Long have we lauded the sounds of Crayon Fields, the wonderful Australian pop group, but now we have more reason to cheer, as singer Geoffrey O’ Connor steps outside the band, releasing his first album under his own name. If anything, Vanity is Forever, establishes O’ Connor as more than your average songwriter; his apparent gifts are too great to label him anywhere near average.
From the moment “So Sorry” takes off you can clearly see that Geoffrey O’ Connor is concerned with the arrangements surrounding his songs. There’s a bit of sweeping ambiance that coats his cool vocal delivery, perhaps giving a nod to popsters of the 80s. But, it’s lead single, “Whatever Leads Me to You,” that combines modern tones with hints of nostalgia, crafting one of the year’s best tracks. Geoff has this frivolous crooner personality, at least in the vein of his vocals, as if he’s somewhere between whispering in your ear and serenading you at a club. The guitars are subdued, with emphasis on the string arrangements, building a wall of around the internal melody. Simply magnificent.

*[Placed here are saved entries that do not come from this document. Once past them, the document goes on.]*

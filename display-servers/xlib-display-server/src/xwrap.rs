//! The one owner of the Xlib connection. Every request the display server makes goes
//! through `XWrap`.
#![allow(clippy::used_underscore_binding)]
use super::xatom::XAtom;
use super::xcursor::XCursor;
use nwm_core::config::{Config, Keybind};
use nwm_core::errors::{NwmError, Result};
use nwm_core::models::FocusBehaviour;
use nwm_core::utils::modmask_lookup::{self, ModMask};
use std::ffi::CString;
use std::os::raw::{c_char, c_double, c_int, c_long, c_short, c_ulong};
use std::sync::Arc;
use std::sync::atomic::{AtomicBool, Ordering};
use std::{ptr, slice};
use tokio::sync::{Notify, oneshot};
use tokio::time::Duration;

use x11_dl::xlib;
use x11_dl::xrandr::Xrandr;

mod getters;
mod keyboard;
mod mouse;
mod setters;
mod window;

pub use mouse::{button_from_x, button_to_x};

type WindowStateConst = c_long;
pub const WITHDRAWN_STATE: WindowStateConst = 0;
pub const NORMAL_STATE: WindowStateConst = 1;
pub const ICONIC_STATE: WindowStateConst = 2;
const MAX_PROPERTY_VALUE_LEN: c_long = 4096;

pub const ROOT_EVENT_MASK: c_long = xlib::SubstructureRedirectMask
    | xlib::SubstructureNotifyMask
    | xlib::ButtonPressMask
    | xlib::PointerMotionMask
    | xlib::StructureNotifyMask;

const BUTTONMASK: c_long = xlib::ButtonPressMask | xlib::ButtonReleaseMask | xlib::ButtonMotionMask;
const MOUSEMASK: c_long = BUTTONMASK | xlib::PointerMotionMask;

const X_CONFIGUREWINDOW: u8 = 12;
const X_GRABBUTTON: u8 = 28;
const X_GRABKEY: u8 = 33;
const X_SETINPUTFOCUS: u8 = 42;

/// Set by the startup error handler when selecting substructure redirect fails.
static OTHER_WM: AtomicBool = AtomicBool::new(false);

/// Logs what X reports as failed. Windows vanish between us hearing about them and touching
/// them, so the usual suspects only show up at debug level.
pub extern "C" fn on_error_from_xlib(
    _: *mut xlib::Display,
    event: *mut xlib::XErrorEvent,
) -> c_int {
    let xlib::XErrorEvent {
        error_code,
        request_code,
        ..
    } = unsafe { *event };
    let expected = match (request_code, error_code) {
        (_, xlib::BadWindow) => true,
        (X_CONFIGUREWINDOW | X_SETINPUTFOCUS, xlib::BadMatch) => true,
        (X_GRABBUTTON | X_GRABKEY, xlib::BadAccess) => true,
        _ => false,
    };
    if expected {
        tracing::debug!("X error: request {} failed with code {}", request_code, error_code);
    } else {
        tracing::warn!("X error: request {} failed with code {}", request_code, error_code);
    }
    0
}

pub extern "C" fn on_error_from_xlib_dummy(
    _: *mut xlib::Display,
    _: *mut xlib::XErrorEvent,
) -> c_int {
    0
}

extern "C" fn startup_check_for_other_wm(
    _: *mut xlib::Display,
    _: *mut xlib::XErrorEvent,
) -> c_int {
    OTHER_WM.store(true, Ordering::SeqCst);
    0
}

/// Border pixels for each kind of window.
#[derive(Debug, Default, Clone, Copy)]
pub struct Colors {
    normal: c_ulong,
    floating: c_ulong,
    active: c_ulong,
}

#[derive(Debug, Clone)]
pub enum XlibError {
    FailedStatus,
    RootWindowNotFound,
}

/// The connection, the atoms and cursors interned on it, and what we remember about the
/// windows on it.
pub struct XWrap {
    xlib: xlib::Xlib,
    display: *mut xlib::Display,
    root: xlib::Window,
    pub atoms: XAtom,
    cursors: XCursor,
    colors: Colors,
    pub managed_windows: Vec<xlib::Window>,
    pub focused_window: xlib::Window,
    pub focus_behaviour: FocusBehaviour,
    pub mouse_key_mask: ModMask,
    pub keybinds: Vec<Keybind>,
    /// A move or resize holds the pointer.
    pub dragging: bool,
    _task_guard: oneshot::Receiver<()>,
    pub task_notify: Arc<Notify>,
    pub motion_event_limiter: c_ulong,
    pub refresh_rate: c_short,
}

impl XWrap {
    /// Opens the display and starts watching its socket.
    ///
    /// # Errors
    ///
    /// Errors if libX11 cannot be loaded, the display cannot be opened, or another window
    /// manager already holds substructure redirect on the root window.
    pub fn new() -> Result<Self> {
        let xlib = xlib::Xlib::open().map_err(|err| NwmError::DisplayConnection(err.to_string()))?;
        let display = unsafe { (xlib.XOpenDisplay)(ptr::null()) };
        if display.is_null() {
            return Err(NwmError::DisplayConnection(
                "XOpenDisplay returned no display, is DISPLAY set?".to_owned(),
            ));
        }

        let fd = unsafe { (xlib.XConnectionNumber)(display) };
        let (_task_guard, task_notify) = watch_socket(fd)?;

        let atoms = XAtom::new(&xlib, display);
        let cursors = XCursor::new(&xlib, display);
        let root = unsafe { (xlib.XDefaultRootWindow)(display) };
        let refresh_rate = refresh_rate(display, root);
        tracing::debug!("Refresh Rate: {}", refresh_rate);

        let xw = Self {
            xlib,
            display,
            root,
            atoms,
            cursors,
            colors: Colors::default(),
            managed_windows: vec![],
            focused_window: root,
            focus_behaviour: FocusBehaviour::default(),
            mouse_key_mask: ModMask::Zero,
            keybinds: vec![],
            dragging: false,
            _task_guard,
            task_notify,
            motion_event_limiter: 0,
            refresh_rate,
        };

        // Only one client may select substructure redirect on the root.
        unsafe {
            (xw.xlib.XSetErrorHandler)(Some(startup_check_for_other_wm));
            (xw.xlib.XSelectInput)(xw.display, root, xlib::SubstructureRedirectMask);
        };
        xw.sync();
        if OTHER_WM.load(Ordering::SeqCst) {
            return Err(NwmError::OtherWindowManager);
        }

        unsafe { (xw.xlib.XSetErrorHandler)(Some(on_error_from_xlib)) };
        xw.sync();
        Ok(xw)
    }

    /// Takes over the root window: event masks, EWMH support, key grabs and border colors.
    pub fn init(&mut self, config: &impl Config) {
        self.focus_behaviour = config.focus_behaviour();
        self.mouse_key_mask = modmask_lookup::into_modmask(&config.mousekey());
        self.colors = Colors {
            normal: self.get_color(&config.default_border_color()),
            floating: self.get_color(&config.floating_border_color()),
            active: self.get_color(&config.focused_border_color()),
        };

        let mut attrs: xlib::XSetWindowAttributes = unsafe { std::mem::zeroed() };
        attrs.cursor = self.cursors.normal;
        attrs.event_mask = ROOT_EVENT_MASK;
        self.change_window_attributes(self.root, xlib::CWEventMask | xlib::CWCursor, attrs);
        self.subscribe_to_event(self.root, ROOT_EVENT_MASK);

        // EWMH compliance.
        let supported: Vec<c_long> = self
            .atoms
            .net_supported()
            .iter()
            .map(|&atom| atom as c_long)
            .collect();
        self.replace_property_long(self.root, self.atoms.NetSupported, xlib::XA_ATOM, &supported);
        unsafe { (self.xlib.XDeleteProperty)(self.display, self.root, self.atoms.NetClientList) };
        self.set_desktop_prop_string("nwm", self.atoms.NetWMName, self.atoms.UTF8String);
        self.set_desktop_prop_c_ulong(
            self.root as c_ulong,
            self.atoms.NetSupportingWmCheck,
            xlib::XA_WINDOW,
        );
        self.set_desktop_names(&config.workspace_labels());

        self.keybinds = config.mapped_bindings();
        self.reset_grabs();

        self.sync();
    }

    /// Publishes `_NET_NUMBER_OF_DESKTOPS` and `_NET_DESKTOP_NAMES`.
    pub fn set_desktop_names(&self, labels: &[String]) {
        self.set_desktop_prop(&[labels.len() as u32], self.atoms.NetNumberOfDesktops);
        let names: Vec<CString> = labels
            .iter()
            .map(|label| CString::new(label.as_str()).unwrap_or_default())
            .collect();
        let mut pointers: Vec<*mut c_char> =
            names.iter().map(|name| name.as_ptr().cast_mut()).collect();
        unsafe {
            let mut text: xlib::XTextProperty = std::mem::zeroed();
            (self.xlib.Xutf8TextListToTextProperty)(
                self.display,
                pointers.as_mut_ptr(),
                pointers.len() as i32,
                xlib::XUTF8StringStyle,
                &mut text,
            );
            (self.xlib.XSetTextProperty)(
                self.display,
                self.root,
                &mut text,
                self.atoms.NetDesktopNames,
            );
            if !text.value.is_null() {
                (self.xlib.XFree)(text.value.cast());
            }
        }
    }

    /// Sends a `WM_PROTOCOLS` client message, if the window takes it.
    fn send_xevent_atom(&self, window: xlib::Window, atom: xlib::Atom) -> bool {
        if !self.can_send_xevent_atom(window, atom) {
            return false;
        }
        let mut message: xlib::XClientMessageEvent = unsafe { std::mem::zeroed() };
        message.type_ = xlib::ClientMessage;
        message.window = window;
        message.message_type = self.atoms.WMProtocols;
        message.format = 32;
        message.data.set_long(0, atom as c_long);
        message.data.set_long(1, xlib::CurrentTime as c_long);
        let mut event = xlib::XEvent::from(message);
        self.send_xevent(window, xlib::False, xlib::NoEventMask, &mut event);
        true
    }

    pub fn send_xevent(
        &self,
        window: xlib::Window,
        propagate: c_int,
        mask: c_long,
        event: &mut xlib::XEvent,
    ) {
        unsafe { (self.xlib.XSendEvent)(self.display, window, propagate, mask, event) };
        self.sync();
    }

    /// Whether the window lists `atom` in its `WM_PROTOCOLS`.
    fn can_send_xevent_atom(&self, window: xlib::Window, atom: xlib::Atom) -> bool {
        let mut protocols: *mut xlib::Atom = ptr::null_mut();
        let mut count: c_int = 0;
        let status =
            unsafe { (self.xlib.XGetWMProtocols)(self.display, window, &mut protocols, &mut count) };
        if status == 0 || protocols.is_null() {
            return false;
        }
        let supported =
            unsafe { slice::from_raw_parts(protocols, count as usize) }.contains(&atom);
        unsafe { (self.xlib.XFree)(protocols.cast()) };
        supported
    }

    /// Starts a move or resize: the pointer is held by the root until `end_drag`.
    pub fn begin_drag(&mut self, resize: bool) {
        if self.dragging {
            self.ungrab_pointer();
        }
        let cursor = if resize {
            self.cursors.resize
        } else {
            self.cursors.move_
        };
        self.grab_pointer(cursor);
        self.dragging = true;
    }

    pub fn end_drag(&mut self) {
        self.ungrab_pointer();
        self.dragging = false;
    }

    /// Flushes and waits until the server processed everything.
    pub fn sync(&self) {
        unsafe { (self.xlib.XSync)(self.display, xlib::False) };
    }

    /// Flush the xserver.
    pub fn flush(&self) {
        unsafe { (self.xlib.XFlush)(self.display) };
    }

    /// Events already read from the socket and waiting.
    #[must_use]
    pub fn queue_len(&self) -> i32 {
        unsafe { (self.xlib.XPending)(self.display) }
    }
}

impl Drop for XWrap {
    fn drop(&mut self) {
        tracing::debug!("Releasing the display");
        unsafe {
            (self.xlib.XUngrabKey)(self.display, xlib::AnyKey, xlib::AnyModifier, self.root);
        }
        if self.dragging {
            self.ungrab_pointer();
        }
        self.cursors.release(&self.xlib, self.display);
        self.sync();
        unsafe { (self.xlib.XCloseDisplay)(self.display) };
    }
}

/// Wakes `task_notify` whenever the X socket has data. The watcher stops once the returned
/// receiver is dropped.
fn watch_socket(fd: c_int) -> Result<(oneshot::Receiver<()>, Arc<Notify>)> {
    const X_SOCKET: mio::Token = mio::Token(0);
    let mut poll = mio::Poll::new()?;
    poll.registry().register(
        &mut mio::unix::SourceFd(&fd),
        X_SOCKET,
        mio::Interest::READABLE,
    )?;

    let (alive, guard) = oneshot::channel::<()>();
    let notify = Arc::new(Notify::new());
    let readable = notify.clone();
    tokio::task::spawn_blocking(move || {
        let mut events = mio::Events::with_capacity(1);
        while !alive.is_closed() {
            if let Err(err) = poll.poll(&mut events, Some(Duration::from_millis(100))) {
                tracing::warn!("Xlib socket poll failed with {:?}", err);
                continue;
            }
            if events.iter().any(|event| event.token() == X_SOCKET) {
                readable.notify_one();
            }
        }
    });
    Ok((guard, notify))
}

/// The highest refresh rate of the active CRTCs, used to throttle pointer motion. 60 when
/// XRandR can't tell.
fn refresh_rate(display: *mut xlib::Display, root: xlib::Window) -> c_short {
    const FALLBACK: c_short = 60;
    let Ok(xrandr) = Xrandr::open() else {
        return FALLBACK;
    };
    let resources = unsafe { (xrandr.XRRGetScreenResources)(display, root) };
    if resources.is_null() {
        return FALLBACK;
    }
    let (crtcs, modes) = unsafe {
        (
            slice::from_raw_parts((*resources).crtcs, (*resources).ncrtc as usize),
            slice::from_raw_parts((*resources).modes, (*resources).nmode as usize),
        )
    };

    let mut active_modes = Vec::with_capacity(crtcs.len());
    for &crtc in crtcs {
        let info = unsafe { (xrandr.XRRGetCrtcInfo)(display, resources, crtc) };
        if info.is_null() {
            continue;
        }
        let mode = unsafe { (*info).mode };
        unsafe { (xrandr.XRRFreeCrtcInfo)(info) };
        if mode != 0 {
            active_modes.push(mode);
        }
    }

    let fastest = modes
        .iter()
        .filter(|mode| active_modes.contains(&mode.id) && mode.hTotal > 0 && mode.vTotal > 0)
        .map(|mode| {
            let frame = c_double::from(mode.hTotal) * c_double::from(mode.vTotal);
            (mode.dotClock as c_double / frame) as c_short
        })
        .max();
    unsafe { (xrandr.XRRFreeScreenResources)(resources) };
    fastest.unwrap_or(FALLBACK)
}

You might label some tracks on Vanity is Forever as throwback-kitsch, such as “Proud,” which clearly revolves around the keyboard driven moments of yesteryear’s club hits. Yet these tracks offer more in the way of his lyrics, which are always extremely personable, allowing O’Connor to present himself to his audience in a way that no longer seems in fashion. In what I personally find to be one of his best penned lyrics, he sings “I hope my friends don’t all get married/that they leave some part of themselves for me,” on “Like They Say It Does.” Perhaps one might find it a tad self-indulging, but one cane easily relate to the sentiment of longing to live a life filled with friends and accomplishments. There’s nothing abstract in the presentation, and the sincerity is quite refreshing.
While there’s definitely a bit of pace to the majority of the tracks, in so far as you can swing your hips a bit, there’s a few wonderful slow burners that show Geoffrey O’ Connor in a reflective state that benefits the listeners, and we hope the songwriter as well. “Surely,” the album’s closer, is built on a slow-moving piano, and even it’s basic construction, cleared for the most part of the record’s arrangements, shines a light on how much confidence he has in his writing and delivery. What may appear banal in most circumstances, shows its inner beauty under a different microscope.
As much as I’ve fawned over The Crayon Fields since I came across them years ago, Vanity is Forever is a different animal altogether. It shows Geoffrey O’ Connor crafting gems that seem to fit in any time period, filled with melody and a bit of sensitivity that often escapes your run of the mill indie affair. It’s an album that’s affecting on a personal level, even for those unfamiliar with his previous work, making the whole ordeal a timeless piece of beauty.[audio:http://austintownhall.com/wp-content/uploads/2010/11/07-Now-And-Then.mp3]
Download: Geoffrey O’Connor – Now And Then [MP3]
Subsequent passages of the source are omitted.